If you’ve been wondering, “Who has suffered economically the most from the COVID-19 pandemic?” there exists a wealth of data taken from 28 countries, but focused on the U.S. and Canada, Spain, Germany, the Netherlands and the UK that makes the answer clear… women, especially single mothers, with children of school age… but no college degree, who happen, especially in the United States, disproportionately to be middle- or low-income women of color.
This should come as no surprise for a variety of reasons, most obviously, because the social and political logic leading to that economic reality is itself well-known.But beyond that, these disparities in employment and income were predictable and were, in fact, predicted as early as last April in an article coauthored by our guest today economist Matthias Koepke of Northwestern University.
Because of the jobs they did and the places where they did them and because of their lionness’ share of childcare responsibilities, women saw the pandemic put a target on their backs.
Still, the uniqueness of the pandemic recession — that it is the first such economic eruption to disproportionately affect women — seems to have caught governments, especially the American government, unprepared. Since last March, when global economic paralysis really started to take hold, various governments have tried to respond, to protect women, their families and their contribution to their national economies. Some have done more than others, some have done better than others, but few responded as slowly as the United States.
Now that it appears that the U.S. and parts of the economically developed world are beginning their recovery from the pandemic, a “new normal” is on its way.
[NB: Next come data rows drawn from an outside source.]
//! Conversation engine for Mediq - state machine and orchestration.
//!
//! This crate contains the [`App`] controller without TUI dependencies. The
//! frontend drives it by forwarding user actions and calling [`App::tick`]
//! every frame; all delays are deadlines owned by the controller, so timers
//! are trivially cancellable and never overlap.

use std::collections::VecDeque;
use std::time::{Duration, Instant, SystemTime};

use tokio::sync::oneshot;

mod config;
mod input;
mod knowledge;
mod matcher;
mod render;

pub use config::{
    ConfigError, DEFAULT_GREETING_DELAY, DEFAULT_KNOWLEDGE_PATH, DEFAULT_THINKING_DELAY,
    MediqConfig,
};
pub use input::DraftInput;
pub use knowledge::{KnowledgeStore, LoadError};
pub use matcher::{MatchResult, SYMPTOM_RULES, SymptomRule, match_input};
pub use render::{EXTERNAL_LINKS, render};

// Re-export domain types for the frontend's convenience.
pub use mediq_types::{
    ConditionRecord, DisplayBlock, DisplayPayload, EmptyStringError, ExternalLink, NonEmptyString,
    Speaker, Turn, sanitize_terminal_text,
};

/// Quick-reply prompts shown under the transcript.
pub const SUGGESTIONS: &[&str] = &[
    "Fever and headache",
    "Diabetes",
    "Common Cold",
    "Hypertension",
    "Acne",
];

const GREETING_INTRO: &str = "Hi there! I'm your Mediq medical assistant.";
const GREETING_HINT: &str =
    "You can ask me about symptoms or common conditions like \"Diabetes\" or \"Common Cold\".";
const GREETING_DISCLAIMER: &str = "Disclaimer: I am not a substitute for a real doctor. \
                                   Please consult a healthcare professional for medical advice.";
const DEGRADED_NOTICE: &str =
    "My knowledge base is currently unavailable. Please try again in a bit.";

/// In-flight knowledge load delivered over a oneshot channel.
///
/// The load is attempted exactly once at startup; input is accepted while it
/// is pending, and matching runs over whatever store state exists at call
/// time (empty is acceptable).
#[derive(Debug)]
enum LoadState {
    Pending(oneshot::Receiver<Result<KnowledgeStore, LoadError>>),
    Settled,
}

/// One-time startup phase.
///
/// `Initializing -> GreetingScheduled -> Ready`; the greeting deadline is
/// set when the load settles, regardless of its outcome.
#[derive(Debug, Clone, Copy)]
enum SessionPhase {
    Initializing,
    GreetingScheduled { due: Instant },
    Ready,
}

/// A submission waiting out its thinking delay.
///
/// Replies are processed strictly in FIFO order, one deadline each, so
/// rapid repeated submissions cannot interleave indicator states.
#[derive(Debug)]
struct PendingReply {
    query: String,
    due: Instant,
}

/// Conversation controller.
///
/// Owns the knowledge store, the append-only transcript, the draft input,
/// and every timer deadline. Single writer; no turn is ever mutated or
/// removed once appended.
#[derive(Debug)]
pub struct App {
    store: KnowledgeStore,
    degraded: bool,
    load: LoadState,
    phase: SessionPhase,
    transcript: Vec<Turn>,
    pending: VecDeque<PendingReply>,
    input: DraftInput,
    chips_visible: bool,
    help_visible: bool,
    should_quit: bool,
    scroll: u16,
    scroll_max: u16,
    high_contrast: bool,
    greeting_delay: Duration,
    thinking_delay: Duration,
    ticks: u64,
}

impl App {
    /// Build the controller around an in-flight knowledge load.
    ///
    /// The caller spawns the load task and hands over the receiving half;
    /// see [`KnowledgeStore::load`].
    #[must_use]
    pub fn new(
        config: &MediqConfig,
        load: oneshot::Receiver<Result<KnowledgeStore, LoadError>>,
    ) -> Self {
        Self {
            store: KnowledgeStore::empty(),
            degraded: false,
            load: LoadState::Pending(load),
            phase: SessionPhase::Initializing,
            transcript: Vec::new(),
            pending: VecDeque::new(),
            input: DraftInput::default(),
            chips_visible: false,
            help_visible: false,
            should_quit: false,
            scroll: 0,
            scroll_max: 0,
            high_contrast: config.high_contrast,
            greeting_delay: config.greeting_delay(),
            thinking_delay: config.thinking_delay(),
            ticks: 0,
        }
    }

    /// Advance all deadlines. Called once per frame.
    pub fn tick(&mut self, now: Instant) {
        self.ticks = self.ticks.wrapping_add(1);
        self.poll_load(now);
        self.advance_greeting(now);
        self.advance_replies(now);
    }

    /// Submit the current draft input. Empty or whitespace-only drafts are
    /// silently ignored: no transition, no transcript entry.
    pub fn submit_input(&mut self, now: Instant) {
        let text = self.input.take_text();
        self.submit_text(text, now);
    }

    /// Submit text as a user turn (typed or via a suggestion chip).
    pub fn submit_text(&mut self, text: impl Into<String>, now: Instant) {
        let Ok(text) = NonEmptyString::new(text.into()) else {
            return; // EmptyInput is not an error
        };
        let query = sanitize_terminal_text(text.as_str().trim()).into_owned();

        self.transcript.push(Turn::user(
            DisplayPayload::paragraph(query.clone()),
            SystemTime::now(),
        ));
        self.chips_visible = false;
        self.scroll = 0;
        self.pending.push_back(PendingReply {
            query,
            due: now + self.thinking_delay,
        });
    }

    /// Submit suggestion chip `index`, if chips are currently shown.
    pub fn submit_suggestion(&mut self, index: usize, now: Instant) {
        if !self.chips_visible {
            return;
        }
        if let Some(text) = SUGGESTIONS.get(index) {
            self.submit_text(*text, now);
        }
    }

    fn poll_load(&mut self, now: Instant) {
        let LoadState::Pending(receiver) = &mut self.load else {
            return;
        };
        let outcome = match receiver.try_recv() {
            Ok(outcome) => outcome,
            Err(oneshot::error::TryRecvError::Empty) => return,
            Err(oneshot::error::TryRecvError::Closed) => {
                tracing::warn!("Knowledge load task dropped without a result");
                self.enter_degraded_mode();
                self.settle_load(now);
                return;
            }
        };

        match outcome {
            Ok(store) => {
                tracing::info!(conditions = store.len(), "Knowledge base loaded");
                self.store = store;
            }
            Err(err) => {
                tracing::warn!("Failed to load knowledge base: {err}");
                self.enter_degraded_mode();
            }
        }
        self.settle_load(now);
    }

    /// Degraded mode: the store stays empty and every query falls back to
    /// external references. One notice, appended before any user turn.
    fn enter_degraded_mode(&mut self) {
        self.degraded = true;
        self.transcript.push(Turn::assistant(
            DisplayPayload::paragraph(DEGRADED_NOTICE),
            SystemTime::now(),
        ));
    }

    fn settle_load(&mut self, now: Instant) {
        self.load = LoadState::Settled;
        self.phase = SessionPhase::GreetingScheduled {
            due: now + self.greeting_delay,
        };
    }

    fn advance_greeting(&mut self, now: Instant) {
        let SessionPhase::GreetingScheduled { due } = self.phase else {
            return;
        };
        if now < due {
            return;
        }
        self.transcript.push(Turn::assistant(
            DisplayPayload::new(vec![
                DisplayBlock::Paragraph(GREETING_INTRO.to_string()),
                DisplayBlock::Paragraph(GREETING_HINT.to_string()),
                DisplayBlock::Emphasis(GREETING_DISCLAIMER.to_string()),
            ]),
            SystemTime::now(),
        ));
        self.chips_visible = true;
        self.phase = SessionPhase::Ready;
    }

    fn advance_replies(&mut self, now: Instant) {
        while self.pending.front().is_some_and(|reply| now >= reply.due) {
            let Some(reply) = self.pending.pop_front() else {
                break;
            };
            let result = matcher::match_input(&reply.query, &self.store);
            let payload = render::render(&result, &reply.query);
            self.transcript.push(Turn::assistant(payload, SystemTime::now()));
            self.scroll = 0;
        }
        if self.pending.is_empty() && matches!(self.phase, SessionPhase::Ready) {
            self.chips_visible = true;
        }
    }

    // --- accessors for the frontend ---

    #[must_use]
    pub fn transcript(&self) -> &[Turn] {
        &self.transcript
    }

    /// Whether the typing indicator should be shown: a greeting or a reply
    /// deadline is outstanding.
    #[must_use]
    pub fn is_thinking(&self) -> bool {
        !self.pending.is_empty() || matches!(self.phase, SessionPhase::GreetingScheduled { .. })
    }

    /// The quick-reply prompts, when they should be displayed.
    #[must_use]
    pub fn suggestions(&self) -> Option<&'static [&'static str]> {
        self.chips_visible.then_some(SUGGESTIONS)
    }

    /// True once a failed load has put the session into degraded mode.
    #[must_use]
    pub fn is_degraded(&self) -> bool {
        self.degraded
    }

    #[must_use]
    pub fn condition_count(&self) -> usize {
        self.store.len()
    }

    #[must_use]
    pub fn input(&self) -> &DraftInput {
        &self.input
    }

    pub fn input_mut(&mut self) -> &mut DraftInput {
        &mut self.input
    }

    #[must_use]
    pub fn high_contrast(&self) -> bool {
        self.high_contrast
    }

    /// Frame counter, used to drive the typing-indicator animation.
    #[must_use]
    pub fn ticks(&self) -> u64 {
        self.ticks
    }

    pub fn toggle_help(&mut self) {
        self.help_visible = !self.help_visible;
    }

    #[must_use]
    pub fn help_visible(&self) -> bool {
        self.help_visible
    }

    pub fn quit(&mut self) {
        self.should_quit = true;
    }

    #[must_use]
    pub fn should_quit(&self) -> bool {
        self.should_quit
    }

    // --- scroll state (offset in lines from the bottom) ---

    #[must_use]
    pub fn scroll(&self) -> u16 {
        self.scroll
    }

    pub fn scroll_up(&mut self, lines: u16) {
        self.scroll = self.scroll.saturating_add(lines).min(self.scroll_max);
    }

    pub fn scroll_down(&mut self, lines: u16) {
        self.scroll = self.scroll.saturating_sub(lines);
    }

    /// Called by the renderer once it knows how many lines overflow.
    pub fn update_scroll_max(&mut self, max: u16) {
        self.scroll_max = max;
        self.scroll = self.scroll.min(max);
    }
}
For women, predictions are that their recovery of jobs and pay will be slower and more difficult than for men.
Is there anything government can do to mitigate the injustice, and should it? Is there anything to be learned from the UK or Spain?
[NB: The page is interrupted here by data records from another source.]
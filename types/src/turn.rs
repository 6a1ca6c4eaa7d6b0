//! Transcript turn model.
//!
//! Constructors take `SystemTime` explicitly; callers own the clock.

use std::time::SystemTime;

use crate::DisplayPayload;

/// Who produced a turn.
#[derive(Debug, Clone, Copy, PartialEq, Eq)]
pub enum Speaker {
    User,
    Assistant,
}

/// One message in the conversation transcript.
///
/// Turns are appended to an ordered, append-only transcript and never
/// mutated afterwards.
#[derive(Debug, Clone, PartialEq, Eq)]
pub struct Turn {
    speaker: Speaker,
    payload: DisplayPayload,
    timestamp: SystemTime,
}

impl Turn {
    #[must_use]
    pub fn new(speaker: Speaker, payload: DisplayPayload, timestamp: SystemTime) -> Self {
        Self {
            speaker,
            payload,
            timestamp,
        }
    }

    #[must_use]
    pub fn user(payload: DisplayPayload, timestamp: SystemTime) -> Self {
        Self::new(Speaker::User, payload, timestamp)
    }

    #[must_use]
    pub fn assistant(payload: DisplayPayload, timestamp: SystemTime) -> Self {
        Self::new(Speaker::Assistant, payload, timestamp)
    }

    #[must_use]
    pub fn speaker(&self) -> Speaker {
        self.speaker
    }

    #[must_use]
    pub fn payload(&self) -> &DisplayPayload {
        &self.payload
    }

    #[must_use]
    pub fn timestamp(&self) -> SystemTime {
        self.timestamp
    }
}
//! Response rendering: match outcome to typed display payload.

use mediq_types::{DisplayBlock, DisplayPayload, ExternalLink, sanitize_terminal_text};

use crate::matcher::MatchResult;

/// Trusted references offered when nothing matches. Display-only.
pub const EXTERNAL_LINKS: [ExternalLink; 4] = [
    ExternalLink {
        name: "WebMD.com",
        url: "https://www.webmd.com/",
    },
    ExternalLink {
        name: "MedlinePlus.gov",
        url: "https://medlineplus.gov/",
    },
    ExternalLink {
        name: "Drugs.com",
        url: "https://www.drugs.com/",
    },
    ExternalLink {
        name: "rxlist.com",
        url: "https://www.rxlist.com/",
    },
];

/// Convert a match outcome into a display payload. Pure.
///
/// `original_query` is only used for the fallback apology; it is sanitized
/// before it is echoed back.
#[must_use]
pub fn render(result: &MatchResult<'_>, original_query: &str) -> DisplayPayload {
    match result {
        MatchResult::Condition { record, .. } => DisplayPayload::new(vec![
            DisplayBlock::Emphasis(record.description.clone()),
            DisplayBlock::Labeled {
                label: "Treatment",
                text: record.treatment.clone(),
            },
            DisplayBlock::Labeled {
                label: "Common Medications",
                text: record.medications.clone(),
            },
            DisplayBlock::Bullets {
                heading: "When to Seek Medical Attention",
                items: record.seek_attention.clone(),
            },
        ]),
        MatchResult::Symptom(text) => DisplayPayload::paragraph(*text),
        MatchResult::NoMatch => {
            let query = sanitize_terminal_text(original_query);
            DisplayPayload::new(vec![
                DisplayBlock::Paragraph(format!(
                    "I don't have specific information for \"{query}\"."
                )),
                DisplayBlock::Links {
                    heading: "You can try these trusted resources",
                    links: EXTERNAL_LINKS.to_vec(),
                },
            ])
        }
    }
}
Matthias Doepke is a Professor of Economics at Northwestern University. His research deals with topics in economic growth and development, political economy, and monetary economics. Recently, he has worked on theories of demographic change, family economics, the role of political and cultural change in economic development, and redistributional effects of inflation. He is a research associate of the National Bureau of Economic Research , editor of the Review of Economic Dynamics, and an associate editor of the American Economic Review.